Set down each record exactly as written.

(Saved data entries)
____

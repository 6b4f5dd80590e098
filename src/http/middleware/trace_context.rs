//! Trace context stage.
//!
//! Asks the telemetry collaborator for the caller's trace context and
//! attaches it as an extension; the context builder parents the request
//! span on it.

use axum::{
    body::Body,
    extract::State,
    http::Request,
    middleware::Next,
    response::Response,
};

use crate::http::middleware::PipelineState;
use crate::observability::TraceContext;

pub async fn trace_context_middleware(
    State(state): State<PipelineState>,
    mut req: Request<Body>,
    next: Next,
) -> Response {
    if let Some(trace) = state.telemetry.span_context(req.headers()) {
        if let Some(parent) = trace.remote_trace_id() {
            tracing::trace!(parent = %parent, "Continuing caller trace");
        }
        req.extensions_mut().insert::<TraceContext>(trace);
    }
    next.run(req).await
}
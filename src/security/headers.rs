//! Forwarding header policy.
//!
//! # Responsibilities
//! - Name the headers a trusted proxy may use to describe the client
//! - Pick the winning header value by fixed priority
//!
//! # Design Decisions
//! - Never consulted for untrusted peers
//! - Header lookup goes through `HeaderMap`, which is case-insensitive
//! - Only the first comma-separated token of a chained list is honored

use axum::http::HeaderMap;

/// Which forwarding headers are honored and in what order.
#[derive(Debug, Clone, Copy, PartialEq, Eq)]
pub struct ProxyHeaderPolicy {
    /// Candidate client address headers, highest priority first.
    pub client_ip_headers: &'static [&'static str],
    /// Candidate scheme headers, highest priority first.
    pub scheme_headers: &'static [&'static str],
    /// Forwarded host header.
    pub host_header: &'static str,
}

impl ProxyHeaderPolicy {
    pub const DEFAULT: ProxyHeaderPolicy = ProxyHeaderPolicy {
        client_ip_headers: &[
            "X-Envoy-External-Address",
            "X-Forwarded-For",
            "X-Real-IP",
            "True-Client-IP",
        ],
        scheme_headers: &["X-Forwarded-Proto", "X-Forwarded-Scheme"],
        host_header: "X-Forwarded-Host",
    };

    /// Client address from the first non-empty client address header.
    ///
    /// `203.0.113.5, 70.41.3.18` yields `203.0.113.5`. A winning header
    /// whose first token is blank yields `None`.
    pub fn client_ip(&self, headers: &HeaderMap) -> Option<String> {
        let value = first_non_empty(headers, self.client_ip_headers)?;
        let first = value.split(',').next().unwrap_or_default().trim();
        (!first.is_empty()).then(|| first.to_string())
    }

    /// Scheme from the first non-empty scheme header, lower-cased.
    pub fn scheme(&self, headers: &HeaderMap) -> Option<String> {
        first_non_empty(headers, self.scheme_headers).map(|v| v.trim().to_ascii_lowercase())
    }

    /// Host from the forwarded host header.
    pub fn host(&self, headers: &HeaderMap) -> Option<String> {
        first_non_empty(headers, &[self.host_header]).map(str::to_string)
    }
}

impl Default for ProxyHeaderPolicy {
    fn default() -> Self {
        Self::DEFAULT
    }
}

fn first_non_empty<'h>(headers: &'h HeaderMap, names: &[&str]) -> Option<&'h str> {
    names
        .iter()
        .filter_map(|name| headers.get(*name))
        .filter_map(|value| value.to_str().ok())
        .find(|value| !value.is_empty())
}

____

- The completed task:
repository 6b4f5dd80590e098
filename src/http/middleware/trace_context.rs
//! Trace context stage.
//!
//! Asks the telemetry collaborator for the caller's trace context and
//! attaches it as an extension; the context builder parents the request
//! span on it.

use axum::{
    body::Body,
    extract::State,
    http::Request,
    middleware::Next,
    response::Response,
};

use crate::http::middleware::PipelineState;
use crate::observability::TraceContext;

pub async fn trace_context_middleware(
    State(state): State<PipelineState>,
    mut req: Request<Body>,
    next: Next,
) -> Response {
    if let Some(trace) = state.telemetry.span_context(req.headers()) {
        if let Some(parent) = trace.remote_trace_id() {
            tracing::trace!(parent = %parent, "Continuing caller trace");
        }
        req.extensions_mut().insert::<TraceContext>(trace);
    }
    next.run(req).await
}
filename src/security/headers.rs
//! Forwarding header policy.
//!
//! # Responsibilities
//! - Name the headers a trusted proxy may use to describe the client
//! - Pick the winning header value by fixed priority
//!
//! # Design Decisions
//! - Never consulted for untrusted peers
//! - Header lookup goes through `HeaderMap`, which is case-insensitive
//! - Only the first comma-separated token of a chained list is honored

use axum::http::HeaderMap;

/// Which forwarding headers are honored and in what order.
#[derive(Debug, Clone, Copy, PartialEq, Eq)]
pub struct ProxyHeaderPolicy {
    /// Candidate client address headers, highest priority first.
    pub client_ip_headers: &'static [&'static str],
    /// Candidate scheme headers, highest priority first.
    pub scheme_headers: &'static [&'static str],
    /// Forwarded host header.
    pub host_header: &'static str,
}

impl ProxyHeaderPolicy {
    pub const DEFAULT: ProxyHeaderPolicy = ProxyHeaderPolicy {
        client_ip_headers: &[
            "X-Envoy-External-Address",
            "X-Forwarded-For",
            "X-Real-IP",
            "True-Client-IP",
        ],
        scheme_headers: &["X-Forwarded-Proto", "X-Forwarded-Scheme"],
        host_header: "X-Forwarded-Host",
    };

    /// Client address from the first non-empty client address header.
    ///
    /// `203.0.113.5, 70.41.3.18` yields `203.0.113.5`. A winning header
    /// whose first token is blank yields `None`.
    pub fn client_ip(&self, headers: &HeaderMap) -> Option<String> {
        let value = first_non_empty(headers, self.client_ip_headers)?;
        let first = value.split(',').next().unwrap_or_default().trim();
        (!first.is_empty()).then(|| first.to_string())
    }

    /// Scheme from the first non-empty scheme header, lower-cased.
    pub fn scheme(&self, headers: &HeaderMap) -> Option<String> {
        first_non_empty(headers, self.scheme_headers).map(|v| v.trim().to_ascii_lowercase())
    }

    /// Host from the forwarded host header.
    pub fn host(&self, headers: &HeaderMap) -> Option<String> {
        first_non_empty(headers, &[self.host_header]).map(str::to_string)
    }
}

impl Default for ProxyHeaderPolicy {
    fn default() -> Self {
        Self::DEFAULT
    }
}

fn first_non_empty<'h>(headers: &'h HeaderMap, names: &[&str]) -> Option<&'h str> {
    names
        .iter()
        .filter_map(|name| headers.get(*name))
        .filter_map(|value| value.to_str().ok())
        .find(|value| !value.is_empty())
}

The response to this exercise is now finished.